FIGS. 10A and 10B illustrate horizontal dark shading correction that is performed as described above on dark image data. In the case of short exposure shown in FIG. 10A, correction is performed only once. Correction data in this case has a resolution of 1 LSB (least significant bit) value. Image data after dark noise correction (dark image) is data that has been adequately corrected with a precision of 1 LSB value or less.

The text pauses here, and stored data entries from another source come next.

//! mtable WASM
//!
//! WebAssembly bindings for the multiplication table form.
//! Runs the same form rules, range checks and table markup in the browser
//! that the server applies.

use mtable::{render, Field, FormRuleSet, RangeInput, RawFields};
use serde::{Deserialize, Serialize};
use std::collections::HashMap;
use wasm_bindgen::prelude::*;

/// Set panic hook for better error messages in the browser
#[wasm_bindgen(start)]
pub fn init() {
    #[cfg(feature = "console_error_panic_hook")]
    console_error_panic_hook::set_once();
}

/// Raw field text as read from the form inputs
#[derive(Deserialize, Debug, Default)]
pub struct FormValues(HashMap<String, String>);

impl FormValues {
    fn raw(&self) -> RawFields<'_> {
        let get = |field: Field| self.0.get(field.name()).map(String::as_str);
        RawFields::new(
            get(Field::RStart),
            get(Field::REnd),
            get(Field::CStart),
            get(Field::CEnd),
        )
    }
}

/// Rendered table returned to JavaScript
#[derive(Serialize, Debug, Clone)]
pub struct RenderedTable {
    pub title: String,
    pub html: String,
}

/// First failing rule for one field, given the text of all four fields
pub fn field_error(field_name: &str, values: &FormValues) -> Result<Option<String>, String> {
    let field = Field::from_name(field_name).ok_or_else(|| format!("Unknown field: {}", field_name))?;
    Ok(FormRuleSet::standard().check_field(field, &values.raw()).err())
}

/// Validate a single field against the form rules
///
/// # Example (JavaScript)
/// ```javascript
/// const error = validateField('rEnd', { rStart: '5', rEnd: '2', cStart: '1', cEnd: '1' });
/// // "The end value cannot be less than the start value."
/// ```
#[wasm_bindgen(js_name = validateField)]
pub fn validate_field(field_name: &str, values: JsValue) -> Result<Option<String>, JsValue> {
    let values: FormValues = serde_wasm_bindgen::from_value(values)
        .map_err(|e| JsValue::from_str(&format!("Failed to parse values: {}", e)))?;
    field_error(field_name, &values).map_err(|e| JsValue::from_str(&e))
}

/// Range check; returns the message or `undefined`
#[wasm_bindgen(js_name = checkRange)]
pub fn check_range(r_start: i32, r_end: i32, c_start: i32, c_end: i32) -> Option<String> {
    let input = RangeInput::new(r_start.into(), r_end.into(), c_start.into(), c_end.into());
    mtable::validate(&input).err().map(|e| e.to_string())
}

/// Validate and render; the validator message is returned as the error
pub fn render_range(input: &RangeInput) -> Result<RenderedTable, String> {
    let table = mtable::build_table(input).map_err(|e| e.to_string())?;
    Ok(RenderedTable {
        html: render::render_table(&table).into_string(),
        title: table.title,
    })
}

/// Validate and render a table, returning `{ title, html }`
#[wasm_bindgen(js_name = renderTable)]
pub fn render_table_js(r_start: i32, r_end: i32, c_start: i32, c_end: i32) -> Result<JsValue, JsValue> {
    let input = RangeInput::new(r_start.into(), r_end.into(), c_start.into(), c_end.into());
    let rendered = render_range(&input).map_err(|e| JsValue::from_str(&e))?;
    Ok(serde_wasm_bindgen::to_value(&rendered)?)
}
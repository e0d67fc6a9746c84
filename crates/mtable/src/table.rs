// File: src/table.rs
// Purpose: Grid generation for a multiplication table

use serde::Serialize;

use crate::range::RangeInput;

/// A single table cell
#[derive(Debug, Clone, Copy, PartialEq, Eq, Hash, Serialize)]
#[serde(tag = "kind", content = "value", rename_all = "camelCase")]
pub enum Cell {
    /// Top-left cell, rendered empty
    CornerLabel,
    ColumnLabel(i64),
    RowLabel(i64),
    /// Product of a row and column with the same index
    DiagonalProduct(i64),
    Product(i64),
}

impl Cell {
    pub fn value(&self) -> Option<i64> {
        match *self {
            Cell::CornerLabel => None,
            Cell::ColumnLabel(v)
            | Cell::RowLabel(v)
            | Cell::DiagonalProduct(v)
            | Cell::Product(v) => Some(v),
        }
    }
}

/// A generated table: title plus rows of cells. The first row holds the
/// column labels and the first cell of every other row holds its row label.
#[derive(Debug, Clone, PartialEq, Eq, Serialize)]
pub struct TableResult {
    pub title: String,
    pub rows: Vec<Vec<Cell>>,
}

impl TableResult {
    /// (rows, columns), counting the label row and column
    pub fn dimensions(&self) -> (usize, usize) {
        let cols = self.rows.first().map_or(0, Vec::len);
        (self.rows.len(), cols)
    }

    pub fn row_labels(&self) -> Vec<i64> {
        self.rows
            .iter()
            .filter_map(|row| match row.first() {
                Some(Cell::RowLabel(v)) => Some(*v),
                _ => None,
            })
            .collect()
    }

    pub fn column_labels(&self) -> Vec<i64> {
        self.rows
            .first()
            .map(|header| {
                header
                    .iter()
                    .filter_map(|cell| match cell {
                        Cell::ColumnLabel(v) => Some(*v),
                        _ => None,
                    })
                    .collect()
            })
            .unwrap_or_default()
    }

    /// Cell at the given row label and column label
    pub fn cell_at(&self, row: i64, col: i64) -> Option<Cell> {
        let r = self.row_labels().iter().position(|&v| v == row)? + 1;
        let c = self.column_labels().iter().position(|&v| v == col)? + 1;
        self.rows.get(r)?.get(c).copied()
    }
}

/// `"[colStart, colEnd] * [rowStart, rowEnd]"`, columns first
pub fn title(input: &RangeInput) -> String {
    format!(
        "[{}, {}] * [{}, {}]",
        input.col_start, input.col_end, input.row_start, input.row_end
    )
}

/// Generate the grid for an input that already passed validation.
///
/// Rows run from one below `row_start` to `row_end`, columns from one below
/// `col_start` to `col_end`; the extra leading row and column carry labels.
/// Reversed bounds produce an empty or label-only grid.
pub fn generate(input: &RangeInput) -> TableResult {
    let label_row = input.row_start.saturating_sub(1);
    let label_col = input.col_start.saturating_sub(1);

    let rows = (label_row..=input.row_end)
        .map(|i| {
            (label_col..=input.col_end)
                .map(|j| classify(i, j, label_row, label_col))
                .collect()
        })
        .collect();

    TableResult {
        title: title(input),
        rows,
    }
}

fn classify(i: i64, j: i64, label_row: i64, label_col: i64) -> Cell {
    if i == label_row {
        if j == label_col {
            Cell::CornerLabel
        } else {
            Cell::ColumnLabel(j)
        }
    } else if j == label_col {
        Cell::RowLabel(i)
    } else if i == j {
        Cell::DiagonalProduct(i.saturating_mul(j))
    } else {
        Cell::Product(i.saturating_mul(j))
    }
}
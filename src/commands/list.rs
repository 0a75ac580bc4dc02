//! List command: today's and tomorrow's prayers with the next one marked.

use anyhow::{Context, Result};

use super::CommandContext;
use crate::args::CommonOptions;
use crate::board::PrayerBoard;
use crate::display::{BoardView, next_headline, print_board};

pub fn handle_list_command(options: &CommonOptions) -> Result<()> {
    let ctx = CommandContext::prepare(options, false)?;
    let now = ctx.time_source.now();
    let board = PrayerBoard::resolve(&ctx.oracle, &ctx.request, now)
        .context("Failed to resolve prayer times")?;

    if options.json {
        let view = BoardView::new(&board, &ctx.request.zone, now);
        println!("{}", serde_json::to_string_pretty(&view)?);
        return Ok(());
    }

    log_version!();
    if options.debug_enabled {
        ctx.config.log_config(&ctx.config_path);
    }
    print_board(&board, &ctx.request.zone, ctx.config.time_format());
    log_block_start!(
        "Next: {}",
        next_headline(&board, &ctx.request.zone, ctx.config.time_format())
    );
    log_end!();
    Ok(())
}
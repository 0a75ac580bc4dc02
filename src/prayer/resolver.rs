//! Resolution of the next prayer across the today/tomorrow window.

use chrono::{DateTime, Utc};
use serde::Serialize;
use std::fmt;

use super::{DailySchedule, PrayerEvent, ScheduleError};

/// Which schedule of the window an event came from.
#[derive(Debug, Clone, Copy, PartialEq, Eq, Serialize)]
#[serde(rename_all = "lowercase")]
pub enum Day {
    Today,
    Tomorrow,
}

impl fmt::Display for Day {
    fn fmt(&self, f: &mut fmt::Formatter<'_>) -> fmt::Result {
        match self {
            Day::Today => write!(f, "today"),
            Day::Tomorrow => write!(f, "tomorrow"),
        }
    }
}

/// The next event and the day it belongs to.
#[derive(Debug, Clone, PartialEq, Eq)]
pub struct NextPrayerPointer {
    pub event: PrayerEvent,
    pub day: Day,
}

/// Find the first event strictly after `now`, looking at today before tomorrow.
///
/// An event whose instant equals `now` is not next: the countdown keeps
/// running until the moment has passed. Once today's Isha is behind us the
/// answer rolls over to tomorrow, normally its Fajr.
pub fn resolve_next(
    today: &DailySchedule,
    tomorrow: &DailySchedule,
    now: DateTime<Utc>,
) -> Result<NextPrayerPointer, ScheduleError> {
    let upcoming = |schedule: &DailySchedule| {
        schedule
            .events()
            .iter()
            .find(|event| event.instant() > now)
            .cloned()
    };

    if let Some(event) = upcoming(today) {
        return Ok(NextPrayerPointer {
            event,
            day: Day::Today,
        });
    }

    upcoming(tomorrow)
        .map(|event| NextPrayerPointer {
            event,
            day: Day::Tomorrow,
        })
        .ok_or(ScheduleError::NoUpcomingEvent { now })
}

#[cfg(test)]
mod tests {
    use super::*;
    use crate::prayer::{PrayerKey, RawSchedule, build_schedule};
    use chrono::{Duration, NaiveDate, TimeZone};

    fn day(date: NaiveDate) -> DailySchedule {
        let at = |h: u32, m: u32| {
            Utc.from_utc_datetime(&date.and_hms_opt(h, m, 0).unwrap())
        };
        let raw = RawSchedule::new()
            .with("fajr", at(5, 0))
            .with("sunrise", at(6, 20))
            .with("dhuhr", at(12, 15))
            .with("asr", at(15, 30))
            .with("maghrib", at(18, 0))
            .with("isha", at(19, 30));
        build_schedule(date, &raw).unwrap()
    }

    fn window() -> (DailySchedule, DailySchedule) {
        let today = NaiveDate::from_ymd_opt(2024, 1, 15).unwrap();
        (day(today), day(today.succ_opt().unwrap()))
    }

    #[test]
    fn test_before_fajr_resolves_to_todays_fajr() {
        let (today, tomorrow) = window();
        let now = Utc.with_ymd_and_hms(2024, 1, 15, 3, 0, 0).unwrap();
        let next = resolve_next(&today, &tomorrow, now).unwrap();
        assert_eq!(next.day, Day::Today);
        assert_eq!(next.event.key(), PrayerKey::Fajr);
    }

    #[test]
    fn test_midday_resolves_to_asr() {
        let (today, tomorrow) = window();
        let now = Utc.with_ymd_and_hms(2024, 1, 15, 13, 0, 0).unwrap();
        let next = resolve_next(&today, &tomorrow, now).unwrap();
        assert_eq!(next.day, Day::Today);
        assert_eq!(next.event.key(), PrayerKey::Asr);
    }

    #[test]
    fn test_exact_instant_is_not_next() {
        let (today, tomorrow) = window();
        let dhuhr = today.get(PrayerKey::Dhuhr).instant();
        let next = resolve_next(&today, &tomorrow, dhuhr).unwrap();
        assert_eq!(next.event.key(), PrayerKey::Asr);

        let next = resolve_next(&today, &tomorrow, dhuhr - Duration::milliseconds(1)).unwrap();
        assert_eq!(next.event.key(), PrayerKey::Dhuhr);
    }

    #[test]
    fn test_now_at_isha_rolls_over_to_tomorrow() {
        let (today, tomorrow) = window();
        let next = resolve_next(&today, &tomorrow, today.last().instant()).unwrap();
        assert_eq!(next.day, Day::Tomorrow);
        assert_eq!(next.event, *tomorrow.first());
    }

    #[test]
    fn test_after_tomorrows_isha_has_no_upcoming_event() {
        let (today, tomorrow) = window();
        let now = tomorrow.last().instant() + Duration::minutes(1);
        assert_eq!(
            resolve_next(&today, &tomorrow, now),
            Err(ScheduleError::NoUpcomingEvent { now })
        );
    }
}
//! Next command: the upcoming prayer and a single countdown reading.

use anyhow::{Context, Result};

use super::CommandContext;
use crate::args::CommonOptions;
use crate::board::PrayerBoard;
use crate::countdown::CountdownState;
use crate::display::{BoardView, countdown_line, next_headline};

pub fn handle_next_command(options: &CommonOptions) -> Result<()> {
    let ctx = CommandContext::prepare(options, false)?;
    let now = ctx.time_source.now();
    let board = PrayerBoard::resolve(&ctx.oracle, &ctx.request, now)
        .context("Failed to resolve prayer times")?;

    if options.json {
        let view = BoardView::new(&board, &ctx.request.zone, now);
        println!("{}", serde_json::to_string_pretty(&view.next)?);
        return Ok(());
    }

    let state = CountdownState::at(board.next().event.instant(), now);
    log_version!();
    log_block_start!(
        "{}",
        next_headline(&board, &ctx.request.zone, ctx.config.time_format())
    );
    log_decorated!("{}", countdown_line(&state));
    log_end!();
    Ok(())
}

In the case of long exposure shown in FIG. 10B, results of correction performed a plurality of times are added together. In this case, the following problem arises. Let n represent the number of times of correction. Then, image data can be considered to have been corrected using correction data having a resolution of the sum of n LSB values in total. An image signal obtained from the image sensor retains image information having a resolution of 1 LSB value even after the addition operation, although the image signal contains quantization errors and noise components.
However, if correction data used for the correction operation has a resolution of the sum of n LSB values (n=4 in the case of FIG. 10B), image data after dark noise correction becomes image data having only a precision of the sum of 4 LSB values. In this case, a discontinuous image results. For example, if dark shading correction in the horizontal direction is performed, an image having a vertically-striped pattern within an image frame results. Thus, the image quality of a captured image deteriorates.